Il y a un sous-genre de l’urban fantasy que j’affectionne particulièrement : celui mettant en scène la face cachée de Londres comme dans ce roman ou dans ceux-ci. Et il est un scénariste de comics qui, même si je n’apprécie pas toute son œuvre, qui a toujours des propos intéressants dans ses textes : Alan Moore. Quand l’auteur se décide à écrire un roman (ou plutôt le premier volume de ce qui devrait être une pentalogie) exploitant ce sous-genre, je ne pouvais qu’être intriguée.

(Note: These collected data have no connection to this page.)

//! State records for the state table.
//!
//! A state is plain data: a name and up to three hooks. It carries no
//! behaviour of its own beyond what its hooks do, and its identity is its
//! position in the table handed to [`StateMachine::set_states`].

use crate::machine::StateMachine;
use serde::{Deserialize, Serialize};
use std::fmt;

/// Outcome of a state's `run` handler, and of a whole dispatch pass.
#[derive(Clone, Copy, PartialEq, Eq, Debug, Hash, Serialize, Deserialize)]
pub enum StateReturn {
    /// The event was consumed.
    Ok,
    /// The event was not handled by this state (or by any state, when
    /// returned from [`StateMachine::handle_event`]).
    Unhandled,
    /// Handling the event resulted in a state transition.
    Transition,
}

impl fmt::Display for StateReturn {
    fn fmt(&self, f: &mut fmt::Formatter<'_>) -> fmt::Result {
        let name = match self {
            Self::Ok => "ok",
            Self::Unhandled => "unhandled",
            Self::Transition => "transition",
        };
        f.write_str(name)
    }
}

/// Hook invoked when a state enters or leaves the stack.
pub type ChangeHandler<C, E> = fn(&mut StateMachine<'_, C, E>);

/// Hook invoked for every event delivered to a state.
pub type RunHandler<C, E> = fn(&mut StateMachine<'_, C, E>, &E) -> StateReturn;

/// One entry in a state table.
///
/// `run` is mandatory; `entry` and `exit` are no-ops when absent. Hooks may
/// reach the caller's payload through [`StateMachine::context_mut`].
///
/// Only `run` may request stack operations. Calling
/// [`StateMachine::push_state`], [`StateMachine::pop_state`] or
/// [`StateMachine::transition_state`] from `entry` or `exit` is a
/// precondition violation and its effect is unspecified.
///
/// # Example
///
/// ```rust
/// use statestack::{State, StateMachine, StateReturn};
///
/// fn idle(_: &mut StateMachine<'_, (), u8>, event: &u8) -> StateReturn {
///     if *event == 0 {
///         StateReturn::Ok
///     } else {
///         StateReturn::Unhandled
///     }
/// }
///
/// fn wake(_: &mut StateMachine<'_, (), u8>) {}
///
/// const IDLE: State<(), u8> = State::new("idle", idle).with_entry(wake);
///
/// assert_eq!(IDLE.name, "idle");
/// assert!(IDLE.entry.is_some());
/// assert!(IDLE.exit.is_none());
/// ```
pub struct State<C, E> {
    /// Display name used in diagnostics.
    pub name: &'static str,
    /// Called when the state is placed on the stack.
    pub entry: Option<ChangeHandler<C, E>>,
    /// Called for every event the state sees.
    pub run: RunHandler<C, E>,
    /// Called when the state leaves the stack.
    pub exit: Option<ChangeHandler<C, E>>,
}

impl<C, E> State<C, E> {
    /// Create a state with only a `run` handler.
    pub const fn new(name: &'static str, run: RunHandler<C, E>) -> Self {
        Self {
            name,
            entry: None,
            run,
            exit: None,
        }
    }

    /// Attach an `entry` hook.
    pub const fn with_entry(self, entry: ChangeHandler<C, E>) -> Self {
        Self {
            name: self.name,
            entry: Some(entry),
            run: self.run,
            exit: self.exit,
        }
    }

    /// Attach an `exit` hook.
    pub const fn with_exit(self, exit: ChangeHandler<C, E>) -> Self {
        Self {
            name: self.name,
            entry: self.entry,
            run: self.run,
            exit: Some(exit),
        }
    }
}

// Derives would demand `C: Clone` and `E: Clone`; the record only holds
// function pointers.
impl<C, E> Clone for State<C, E> {
    fn clone(&self) -> Self {
        *self
    }
}

impl<C, E> Copy for State<C, E> {}

impl<C, E> fmt::Debug for State<C, E> {
    fn fmt(&self, f: &mut fmt::Formatter<'_>) -> fmt::Result {
        f.debug_struct("State")
            .field("name", &self.name)
            .field("entry", &self.entry.is_some())
            .field("exit", &self.exit.is_some())
            .finish()
    }
}
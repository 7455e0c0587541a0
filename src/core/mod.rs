//! Core building blocks of the engine.
//!
//! This module contains the data the dispatch loop works on:
//! - State records and handler return codes
//! - Opcodes and the one-deep opcode slot
//! - The fixed-capacity state stack

mod opcode;
mod stack;
mod state;

pub(crate) use opcode::{OpcodeSlot, Pending};
pub(crate) use stack::StateStack;

pub use opcode::Opcode;
pub use state::{ChangeHandler, RunHandler, State, StateReturn};
//! Opcodes and the single-slot mailbox between `run` handlers and the
//! dispatch loop.

use serde::{Deserialize, Serialize};
use std::fmt;

/// A pending request for the dispatch loop.
///
/// `Push`, `Pop` and `Transition` are raised by state handlers; `Run`,
/// `Returned` and `Unhandled` are raised by the dispatch loop itself.
#[derive(Clone, Copy, PartialEq, Eq, Debug, Hash, Serialize, Deserialize)]
pub enum Opcode {
    /// The event was consumed, no further operations.
    Returned,
    /// Run the handler at the current bubble level.
    Run,
    /// Enter the given state on top of the handling level.
    Push(usize),
    /// Leave the handling level.
    Pop,
    /// Replace the handling level with the given state.
    Transition(usize),
    /// No state on the stack handled the event.
    Unhandled,
}

impl Opcode {
    /// Short lowercase name of the opcode kind.
    pub fn name(&self) -> &'static str {
        match self {
            Self::Returned => "returned",
            Self::Run => "run",
            Self::Push(_) => "push",
            Self::Pop => "pop",
            Self::Transition(_) => "transition",
            Self::Unhandled => "unhandled",
        }
    }

    /// Target state index for `Push` and `Transition`.
    pub fn target(&self) -> Option<usize> {
        match self {
            Self::Push(target) | Self::Transition(target) => Some(*target),
            _ => None,
        }
    }

    /// Whether this opcode was requested by a state handler.
    pub fn is_stack_operation(&self) -> bool {
        matches!(self, Self::Push(_) | Self::Pop | Self::Transition(_))
    }
}

impl fmt::Display for Opcode {
    fn fmt(&self, f: &mut fmt::Formatter<'_>) -> fmt::Result {
        match self.target() {
            Some(target) => write!(f, "{}({target})", self.name()),
            None => f.write_str(self.name()),
        }
    }
}

/// An opcode waiting in the slot, with the stack level it was raised at.
#[derive(Clone, Copy, PartialEq, Eq, Debug)]
pub(crate) struct Pending {
    pub opcode: Opcode,
    pub level: usize,
}

/// One-deep mailbox. The first opcode raised wins until it is taken.
#[derive(Clone, Copy, Debug, Default)]
pub(crate) struct OpcodeSlot {
    pending: Option<Pending>,
}

impl OpcodeSlot {
    /// Store `opcode` if the slot is free; otherwise hand back what is
    /// already pending and leave it untouched.
    pub fn raise(&mut self, opcode: Opcode, level: usize) -> Result<(), Pending> {
        match self.pending {
            Some(existing) => Err(existing),
            None => {
                self.pending = Some(Pending { opcode, level });
                Ok(())
            }
        }
    }

    /// Overwrite the slot, returning whatever was discarded.
    pub fn seed(&mut self, opcode: Opcode, level: usize) -> Option<Pending> {
        self.pending.replace(Pending { opcode, level })
    }

    pub fn take(&mut self) -> Option<Pending> {
        self.pending.take()
    }

    pub fn peek(&self) -> Option<Pending> {
        self.pending
    }

    pub fn clear(&mut self) {
        self.pending = None;
    }
}
//! Stack operations requested from inside a `run` handler.
//!
//! None of these touch the stack directly. Each one validates its request
//! and parks it in the opcode slot; the dispatch loop applies it once the
//! handler returns.

use super::StateMachine;
use crate::core::{Opcode, Pending};
use crate::error::StateError;

impl<C, E> StateMachine<'_, C, E> {
    /// Request that `index` be entered on top of the handling state.
    ///
    /// Fails with [`StateError::InvalidState`] for an index outside the
    /// table, [`StateError::StateStackOverflow`] when the stack is already
    /// at capacity, and [`StateError::AmbiguousOperation`] when another
    /// operation is already pending. Every failure is also reported.
    pub fn push_state(&mut self, index: usize) -> Result<(), StateError> {
        if index >= self.state_count() {
            return Err(self.report(StateError::InvalidState { requested: index }));
        }
        if self.stack.is_full() {
            return Err(self.report(StateError::StateStackOverflow { requested: index }));
        }
        self.raise(Opcode::Push(index))
    }

    /// Request that the handling state leave the stack.
    ///
    /// The root state can never be popped; trying reports
    /// [`StateError::StateStackUnderflow`].
    pub fn pop_state(&mut self) -> Result<(), StateError> {
        if self.handling_level() <= 1 {
            return Err(self.report(StateError::StateStackUnderflow));
        }
        self.raise(Opcode::Pop)
    }

    /// Request that the handling state be replaced by `index`.
    pub fn transition_state(&mut self, index: usize) -> Result<(), StateError> {
        if index >= self.state_count() {
            return Err(self.report(StateError::InvalidState { requested: index }));
        }
        self.raise(Opcode::Transition(index))
    }

    /// Level of the handler that is asking. Outside dispatch this is the
    /// top of the stack.
    fn handling_level(&self) -> usize {
        self.running_level.unwrap_or_else(|| self.stack.depth())
    }

    fn raise(&mut self, opcode: Opcode) -> Result<(), StateError> {
        let level = self.handling_level();
        self.raise_at(opcode, level)
    }

    /// Park `opcode` in the slot. A slot that is already occupied keeps
    /// its opcode and the attempt is reported as ambiguous.
    pub(super) fn raise_at(&mut self, opcode: Opcode, level: usize) -> Result<(), StateError> {
        match self.slot.raise(opcode, level) {
            Ok(()) => {
                tracing::trace!(%opcode, level, "opcode raised");
                Ok(())
            }
            Err(existing) => Err(self.report(self.ambiguity(existing, opcode))),
        }
    }

    pub(super) fn ambiguity(&self, existing: Pending, attempted: Opcode) -> StateError {
        StateError::AmbiguousOperation {
            initial: existing.opcode,
            attempted,
            state_at_raise: self.stack.level(existing.level).unwrap_or_default(),
            current_state: self.stack.top().unwrap_or_default(),
        }
    }
}
//! Document-store doubles shared by the flow tests.

use std::time::Duration;

use async_trait::async_trait;
use serde_json::Value;
use shared::{domain::Collection, error::StorageError};
use storage::{AppendReceipt, DocumentRef, PersistenceClient};
use tokio::sync::Mutex;

/// Records every append; optionally fails each one after recording the attempt,
/// or holds the answer back for `latency`.
#[derive(Default)]
pub struct RecordingStore {
    pub appends: Mutex<Vec<(Collection, Value)>>,
    fail_with: Option<String>,
    latency: Option<Duration>,
}

impl RecordingStore {
    pub fn ok() -> Self {
        Self::default()
    }

    pub fn failing(message: impl Into<String>) -> Self {
        Self {
            fail_with: Some(message.into()),
            ..Self::default()
        }
    }

    pub fn slow(latency: Duration) -> Self {
        Self {
            latency: Some(latency),
            ..Self::default()
        }
    }

    pub async fn appended(&self) -> Vec<(Collection, Value)> {
        self.appends.lock().await.clone()
    }
}

#[async_trait]
impl PersistenceClient for RecordingStore {
    async fn append(
        &self,
        collection: Collection,
        document: Value,
    ) -> Result<AppendReceipt, StorageError> {
        let count = {
            let mut appends = self.appends.lock().await;
            appends.push((collection, document));
            appends.len()
        };
        if let Some(latency) = self.latency {
            tokio::time::sleep(latency).await;
        }
        if let Some(message) = &self.fail_with {
            return Err(StorageError::Transport {
                collection,
                message: message.clone(),
            });
        }
        Ok(AppendReceipt::Stored(DocumentRef {
            collection,
            id: format!("doc-{count}"),
        }))
    }

    fn backend_name(&self) -> &'static str {
        "recording"
    }
}
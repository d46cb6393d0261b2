//! Submitted form fields, kept in submission order like a browser `FormData`.

use serde::{Deserialize, Serialize};

#[derive(Debug, Clone, Default, PartialEq, Eq, Serialize, Deserialize)]
pub struct FormData {
    entries: Vec<(String, String)>,
}

impl FormData {
    pub fn new() -> Self {
        Self::default()
    }

    pub fn append(&mut self, name: impl Into<String>, value: impl Into<String>) {
        self.entries.push((name.into(), value.into()));
    }

    pub fn with(mut self, name: impl Into<String>, value: impl Into<String>) -> Self {
        self.append(name, value);
        self
    }

    /// First value submitted under `name`.
    pub fn get(&self, name: &str) -> Option<&str> {
        self.entries
            .iter()
            .find(|(key, _)| key == name)
            .map(|(_, value)| value.as_str())
    }

    pub fn get_all(&self, name: &str) -> Vec<&str> {
        self.entries
            .iter()
            .filter(|(key, _)| key == name)
            .map(|(_, value)| value.as_str())
            .collect()
    }

    pub fn contains(&self, name: &str, value: &str) -> bool {
        self.entries
            .iter()
            .any(|(key, candidate)| key == name && candidate == value)
    }

    pub fn is_empty(&self) -> bool {
        self.entries.is_empty()
    }

    pub fn len(&self) -> usize {
        self.entries.len()
    }
}
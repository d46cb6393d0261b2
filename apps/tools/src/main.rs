use std::io::Write;

use anyhow::{anyhow, Context, Result};
use clap::{Parser, Subcommand};
use serde_json::json;
use shared::domain::Collection;
use storage::{normalize_database_url, DocumentStore, StoredDocument};
use tracing_subscriber::EnvFilter;

#[derive(Parser, Debug)]
#[command(name = "landing-tools", about = "Inspect signups held in the SQLite document store")]
struct Cli {
    #[arg(long, env = "DATABASE_URL", default_value = "sqlite://./data/landing.db")]
    database_url: String,
    #[command(subcommand)]
    command: Command,
}

#[derive(Subcommand, Debug)]
enum Command {
    /// Documents per collection.
    Count,
    /// One JSON object per line, oldest first.
    Export { collection: String },
}

#[tokio::main]
async fn main() -> Result<()> {
    tracing_subscriber::fmt()
        .with_env_filter(EnvFilter::try_from_default_env().unwrap_or_else(|_| EnvFilter::new("warn")))
        .with_writer(std::io::stderr)
        .init();

    let cli = Cli::parse();
    let database_url = normalize_database_url(&cli.database_url);
    let store = DocumentStore::new(&database_url)
        .await
        .with_context(|| format!("failed to open document store at '{database_url}'"))?;

    let stdout = std::io::stdout();
    let mut out = stdout.lock();
    match cli.command {
        Command::Count => {
            for collection in Collection::ALL {
                writeln!(out, "{collection}\t{}", store.count(collection).await?)?;
            }
        }
        Command::Export { collection } => {
            let collection = parse_collection(&collection)?;
            let exported = export(&store, collection, &mut out).await?;
            tracing::info!(%collection, exported, "tools: export finished");
        }
    }

    Ok(())
}

fn parse_collection(raw: &str) -> Result<Collection> {
    Collection::from_name(raw).ok_or_else(|| {
        let known: Vec<_> = Collection::ALL.iter().map(|c| c.name()).collect();
        anyhow!("unknown collection '{raw}' (expected one of: {})", known.join(", "))
    })
}

fn export_line(document: &StoredDocument) -> String {
    json!({
        "id": document.id,
        "collection": document.collection.name(),
        "created_at": document.created_at.to_rfc3339(),
        "document": document.body,
    })
    .to_string()
}

async fn export(store: &DocumentStore, collection: Collection, out: &mut impl Write) -> Result<usize> {
    let documents = store.documents(collection).await?;
    for document in &documents {
        writeln!(out, "{}", export_line(document))?;
    }
    Ok(documents.len())
}
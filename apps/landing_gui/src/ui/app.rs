//! Landing window shell: hero with the scene canvas, the signup section, and
//! the scroll policy published by the view controller.

use std::time::{Duration, Instant};

use crossbeam_channel::Receiver;
use egui::{Align, Align2, FontId, RichText};
use page_core::{
    view::{ScrollAnchor, ScrollBehavior, ScrollLock, ScrollRequest},
    CaptureForm, FlowPhase, PageView, SceneRenderer, Settings, SurveyForm, Viewport,
};
use shared::domain::{PanelState, Purpose};
use tokio::sync::mpsc::Sender;

use crate::backend_bridge::commands::PageCommand;
use crate::controller::events::{err_label, PageHandles, UiError, UiEvent};
use crate::controller::orchestration::dispatch_page_command;
use crate::ui::scene_view;

pub const STORAGE_TIERS: [&str; 4] = ["512GB", "1TB", "2TB", "4TB"];
pub const BATTERY_TIERS: [&str; 3] = ["None", "Standard", "Large"];

const HERO_HEIGHT: f32 = 420.0;
const FADE_IN: Duration = Duration::from_millis(300);
const ACCENT: egui::Color32 = egui::Color32::from_rgb(0x00, 0xff, 0x9d);
const ERROR_RED: egui::Color32 = egui::Color32::from_rgb(0xe0, 0x4f, 0x5f);

/// Local clock for the signup section's fade; the view controller only says
/// when a panel is leaving and when a reveal happened.
#[derive(Debug, Default)]
pub struct FadeClock {
    reveals_seen: u64,
    leaving_since: Option<Instant>,
    revealed_at: Option<Instant>,
}

impl FadeClock {
    pub fn observe(&mut self, view: &PageView, now: Instant) {
        match (view.leaving.is_some(), self.leaving_since) {
            (true, None) => self.leaving_since = Some(now),
            (false, Some(_)) => self.leaving_since = None,
            _ => {}
        }
        if view.reveals != self.reveals_seen {
            self.reveals_seen = view.reveals;
            self.revealed_at = Some(now);
        }
    }

    pub fn opacity(&self, handoff: Duration, now: Instant) -> f32 {
        if let Some(since) = self.leaving_since {
            return 1.0 - progress(now.saturating_duration_since(since), handoff);
        }
        self.revealed_at
            .map_or(1.0, |at| progress(now.saturating_duration_since(at), FADE_IN))
    }

    pub fn animating(&self, now: Instant) -> bool {
        self.leaving_since.is_some()
            || self
                .revealed_at
                .is_some_and(|at| now.saturating_duration_since(at) < FADE_IN)
    }
}

fn progress(elapsed: Duration, total: Duration) -> f32 {
    if total.is_zero() {
        return 1.0;
    }
    (elapsed.as_secs_f32() / total.as_secs_f32()).clamp(0.0, 1.0)
}

pub struct LandingApp {
    cmd_tx: Sender<PageCommand>,
    ui_rx: Receiver<UiEvent>,
    page: Option<PageHandles>,
    handoff: Duration,
    scene: SceneRenderer,
    scene_enabled: bool,
    fade: FadeClock,
    capture_email: String,
    survey_email: String,
    reveals_synced: u64,
    applied_scroll: u64,
    status: String,
    banner: Option<UiError>,
}
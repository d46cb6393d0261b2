use chrono::Utc;
use shared::{
    domain::Collection,
    form::FormData,
    records::{WaitlistRecord, WishlistRecord},
};
use storage::{append_record, DocumentStore, PersistenceClient};

#[tokio::test]
async fn signup_documents_survive_reopening_the_store() {
    let temp_root = tempfile::tempdir().expect("tempdir");
    let db_path = temp_root.path().join("data").join("landing.db");
    let database_url = format!("sqlite://{}", db_path.to_string_lossy().replace('\\', "/"));

    {
        let store = DocumentStore::new(&database_url).await.expect("db");
        let client: &dyn PersistenceClient = &store;

        append_record(
            client,
            Collection::Waitlist,
            &WaitlistRecord::new("a@b.co", Utc::now()),
        )
        .await
        .expect("waitlist append");

        let form = FormData::new()
            .with("email", "a@b.co")
            .with("storage", "2TB")
            .with("battery", "Large")
            .with("purpose", "Video Server")
            .with("purpose", "Web Hosting");
        append_record(
            client,
            Collection::Wishlist,
            &WishlistRecord::from_form(&form, Utc::now()),
        )
        .await
        .expect("wishlist append");
    }

    let reopened = DocumentStore::new(&database_url).await.expect("reopen");
    let waitlist = reopened.documents(Collection::Waitlist).await.expect("list");
    let wishlist = reopened.documents(Collection::Wishlist).await.expect("list");

    assert_eq!(waitlist.len(), 1);
    assert_eq!(waitlist[0].body["email"], "a@b.co");

    assert_eq!(wishlist.len(), 1);
    let survey = &wishlist[0].body;
    assert_eq!(survey["purpose_video_server"], true);
    assert_eq!(survey["purpose_web_hosting"], true);
    assert_eq!(survey["purpose_normal_storage"], false);
    assert_eq!(survey["storage"], "2TB");
    assert_eq!(survey["battery"], "Large");
}
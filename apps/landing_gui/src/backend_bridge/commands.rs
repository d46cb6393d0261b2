//! Page commands queued from the UI surface to the backend worker.

use shared::domain::Purpose;

#[derive(Debug, Clone, PartialEq, Eq)]
pub enum PageCommand {
    /// Hero call-to-action.
    OpenSignup,
    CaptureEmailInput(String),
    SubmitWaitlist,
    SurveyEmailInput(String),
    SetPurpose {
        purpose: Purpose,
        checked: bool,
    },
    SelectStorage(Option<String>),
    SelectBattery(Option<String>),
    SubmitWishlist,
    BackToContent,
}
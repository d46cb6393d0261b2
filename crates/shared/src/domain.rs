use serde::{Deserialize, Serialize};

/// Mutually-exclusive full-section views of the page.
#[derive(Debug, Clone, Copy, PartialEq, Eq, Hash, Default, Serialize, Deserialize)]
#[serde(rename_all = "snake_case")]
pub enum PanelState {
    #[default]
    Content,
    WaitlistCapture,
    WishlistSurvey,
    Success,
}

impl PanelState {
    /// Forward moves go one step along Content → WaitlistCapture → WishlistSurvey → Success;
    /// every overlay may fall back to Content.
    pub fn can_transition_to(self, target: PanelState) -> bool {
        matches!(
            (self, target),
            (PanelState::Content, PanelState::WaitlistCapture)
                | (PanelState::WaitlistCapture, PanelState::WishlistSurvey)
                | (PanelState::WishlistSurvey, PanelState::Success)
                | (PanelState::WaitlistCapture, PanelState::Content)
                | (PanelState::WishlistSurvey, PanelState::Content)
                | (PanelState::Success, PanelState::Content)
        )
    }

    pub fn is_overlay(self) -> bool {
        self != PanelState::Content
    }
}

#[derive(Debug, Clone, Copy, PartialEq, Eq, Hash, PartialOrd, Ord, Serialize, Deserialize)]
#[serde(rename_all = "snake_case")]
pub enum Purpose {
    NormalStorage,
    VideoServer,
    WebHosting,
}

impl Purpose {
    pub const ALL: [Purpose; 3] = [
        Purpose::NormalStorage,
        Purpose::VideoServer,
        Purpose::WebHosting,
    ];

    /// Value carried by the survey's `purpose` checkbox.
    pub fn label(self) -> &'static str {
        match self {
            Purpose::NormalStorage => "Normal Storage",
            Purpose::VideoServer => "Video Server",
            Purpose::WebHosting => "Web Hosting",
        }
    }

    pub fn from_label(label: &str) -> Option<Self> {
        Self::ALL.into_iter().find(|purpose| purpose.label() == label)
    }
}

/// Named append-only buckets in the document store.
#[derive(Debug, Clone, Copy, PartialEq, Eq, Hash, Serialize, Deserialize)]
#[serde(rename_all = "snake_case")]
pub enum Collection {
    Waitlist,
    Wishlist,
}

impl Collection {
    pub const ALL: [Collection; 2] = [Collection::Waitlist, Collection::Wishlist];

    pub fn name(self) -> &'static str {
        match self {
            Collection::Waitlist => "waitlist",
            Collection::Wishlist => "wishlist",
        }
    }

    pub fn from_name(name: &str) -> Option<Self> {
        Self::ALL
            .into_iter()
            .find(|collection| collection.name().eq_ignore_ascii_case(name.trim()))
    }
}

impl std::fmt::Display for Collection {
    fn fmt(&self, f: &mut std::fmt::Formatter<'_>) -> std::fmt::Result {
        f.write_str(self.name())
    }
}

Le résultat s’appelle Le Grand Quand et s’annonce comme l’introduction d’une série nommée Long London. Néanmoins si vous n’aimez pas les sagas, l’histoire racontée dans ces 400 pages particulièrement denses et chargées se suffit à elle-même. Chaque livre annoncé se déroulant à dix ans d’écart du précédent jusqu’à l’entrée dans le XXIe siècle. Pour le premier, après une introduction chorale et musicale, l’histoire du Grand Quand commence en 1949 dans un Londres portant encore les cicatrices des bombardements subis durant la Deuxième Guerre mondiale dans ses rues, mais également dans la psyché de ses habitants. Là, Dennis Knuckleyard, vit chez une libraire d’occasion à qui il sert de commis. Quand de retour de chez l’un de ses fournisseurs, il rapporte un livre « fictif » qui ne devrait pas exister, il va être forcé de réparer son erreur coûte que coûte et de s’aventurer dans l’envers de Londres et d’y affronter ses dangers.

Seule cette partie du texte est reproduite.